Monensin A benzyl ester and its complexes with monovalent metal cations studied by spectroscopic, mass spectrometry and semiempirical methods

Monensin A benzyl ester (MON3) was synthesized and its ability to form complexes with Li+, Na+ and K+ cations was studied by ESI MS, 1H and 13C NMR, FT-IR and PM5 semiempirical methods. MON3 has been found to preferentially form complex with Na+ cations. The formation of stable complexes of 1:1 stoichiometry up to cv = 70 V is indicated in the electrospray ionisation mass spectra.
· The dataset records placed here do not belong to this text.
// ============================================================================
// Pending exchanges
// ============================================================================

/// Which answer an exchange is waiting for.
#[derive(Debug, Clone, Copy, PartialEq, Eq)]
enum ExchangeKind {
    /// SYN sent, waiting for SYN|ACK.
    Connect,
    /// FIN sent, waiting for the peer's ACK.
    Close,
}

/// One blocked connect/disconnect waiting for the peer.
struct PendingExchange {
    kind: ExchangeKind,
    local_port: u16,
    remote_port: u16,
    remote_ip: Ipv4Addr,
    /// Acknowledgement number that completes the exchange.
    expected_ack: u32,
    peer_seq: AtomicU32,
    peer_fin: AtomicBool,
    refused: AtomicBool,
    completed: AtomicBool,
    queue: WaitQueue,
}

impl PendingExchange {
    fn new(kind: ExchangeKind, local_port: u16, remote_port: u16, remote_ip: Ipv4Addr, expected_ack: u32) -> Self {
        PendingExchange {
            kind,
            local_port,
            remote_port,
            remote_ip,
            expected_ack,
            peer_seq: AtomicU32::new(0),
            peer_fin: AtomicBool::new(false),
            refused: AtomicBool::new(false),
            completed: AtomicBool::new(false),
            queue: WaitQueue::new(),
        }
    }
}

/// Per-stack TCP state: the pending-exchange table and the initial sequence
/// counter.
pub(crate) struct TcpEndpoints {
    pending: Mutex<Vec<Arc<PendingExchange>>>,
    next_sequence: AtomicU32,
}

impl TcpEndpoints {
    pub(crate) fn new() -> Self {
        TcpEndpoints {
            pending: Mutex::new(Vec::new()),
            next_sequence: AtomicU32::new(INITIAL_SEQUENCE),
        }
    }

    fn initial_sequence(&self) -> u32 {
        self.next_sequence.fetch_add(SEQUENCE_STEP, Ordering::Relaxed)
    }

    fn register(&self, exchange: Arc<PendingExchange>) {
        self.pending.lock().push(exchange);
    }

    fn unregister(&self, exchange: &Arc<PendingExchange>) {
        self.pending
            .lock()
            .retain(|entry| !Arc::ptr_eq(entry, exchange));
    }

    fn find(&self, local_port: u16, remote_port: u16) -> Option<Arc<PendingExchange>> {
        self.pending
            .lock()
            .iter()
            .find(|entry| entry.local_port == local_port && entry.remote_port == remote_port)
            .cloned()
    }
}

// ============================================================================
// Blocking primitives
// ============================================================================

/// Three-way handshake with the socket's server.
///
/// Blocks until the peer's SYN|ACK arrives or the transport timeout expires.
/// On success the socket's sequence state points past the handshake.
pub(crate) fn connect(stack: &NetStack, socket: &Socket, iface: &Interface) -> Result<(), SocketError> {
    let iss = stack.tcp().initial_sequence();
    let exchange = Arc::new(PendingExchange::new(
        ExchangeKind::Connect,
        socket.local_port(),
        socket.server_port(),
        socket.server_address(),
        iss.wrapping_add(1),
    ));
    stack.tcp().register(exchange.clone());

    send_control_segment(iface, &exchange, iss, 0, TCP_FLAG_SYN);

    exchange
        .queue
        .wait_with_timeout(Some(ms_to_ns(EXCHANGE_TIMEOUT_MS)));
    stack.tcp().unregister(&exchange);

    if exchange.refused.load(Ordering::Acquire) {
        klog!(Warn, "net: connection to {}:{} refused", exchange.remote_ip, exchange.remote_port);
        return Err(SocketError::ConnectionRefused);
    }
    if !exchange.completed.load(Ordering::Acquire) {
        klog!(Warn, "net: connection to {}:{} timed out", exchange.remote_ip, exchange.remote_port);
        return Err(SocketError::Timeout);
    }

    let peer_seq = exchange.peer_seq.load(Ordering::Acquire);
    socket.set_seq_number(iss.wrapping_add(1));
    socket.set_ack_number(peer_seq.wrapping_add(1));

    send_control_segment(
        iface,
        &exchange,
        iss.wrapping_add(1),
        peer_seq.wrapping_add(1),
        TCP_FLAG_ACK,
    );

    klog!(Trace, "net: handshake with {}:{} complete", exchange.remote_ip, exchange.remote_port);
    Ok(())
}

/// FIN/ACK exchange tearing the connection down.
pub(crate) fn disconnect(stack: &NetStack, socket: &Socket, iface: &Interface) -> Result<(), SocketError> {
    let fin_seq = socket.seq_number();
    let exchange = Arc::new(PendingExchange::new(
        ExchangeKind::Close,
        socket.local_port(),
        socket.server_port(),
        socket.server_address(),
        fin_seq.wrapping_add(1),
    ));
    stack.tcp().register(exchange.clone());

    send_control_segment(iface, &exchange, fin_seq, socket.ack_number(), TCP_FLAG_FIN | TCP_FLAG_ACK);

    exchange
        .queue
        .wait_with_timeout(Some(ms_to_ns(EXCHANGE_TIMEOUT_MS)));
    stack.tcp().unregister(&exchange);

    if !exchange.completed.load(Ordering::Acquire) {
        klog!(Warn, "net: disconnect from {}:{} timed out", exchange.remote_ip, exchange.remote_port);
        return Err(SocketError::Timeout);
    }

    socket.set_seq_number(fin_seq.wrapping_add(1));

    // The peer may fold its own FIN into the acknowledgement.
    if exchange.peer_fin.load(Ordering::Acquire) {
        let peer_seq = exchange.peer_seq.load(Ordering::Acquire);
        socket.set_ack_number(peer_seq.wrapping_add(1));
        send_control_segment(
            iface,
            &exchange,
            fin_seq.wrapping_add(1),
            peer_seq.wrapping_add(1),
            TCP_FLAG_ACK,
        );
    }

    klog!(Trace, "net: connection to {}:{} closed", exchange.remote_ip, exchange.remote_port);
    Ok(())
}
With increasing cone voltage value, the fragmentation of the respective complexes is detected and is connected primary with the dehydration process. The structures of the complexes are stabilized by intramolecular hydrogen bonds in which the OH groups are always involved. The structures of MON3 and its complexes with Li+, Na+ and K+ cations are visualized and discussed in detail. It is shown that in the structure of MON3 the oxygen atom of this CO ester group is involved in very weak bifurcated hydrogen bonds with two hydroxyl groups. Within the complexes of MON3 with Li+ and K+ cations, this CO ester group is not hydrogen bonded, whereas in the structure of MON3 with Na+ it can also coordinate this cation. Such a structure is, however, not dominant in acetonitrile solution. It is demonstrated that the formation of a pseudo-crown ring structure formed by MON3 prefers the complexation of Na+ cations.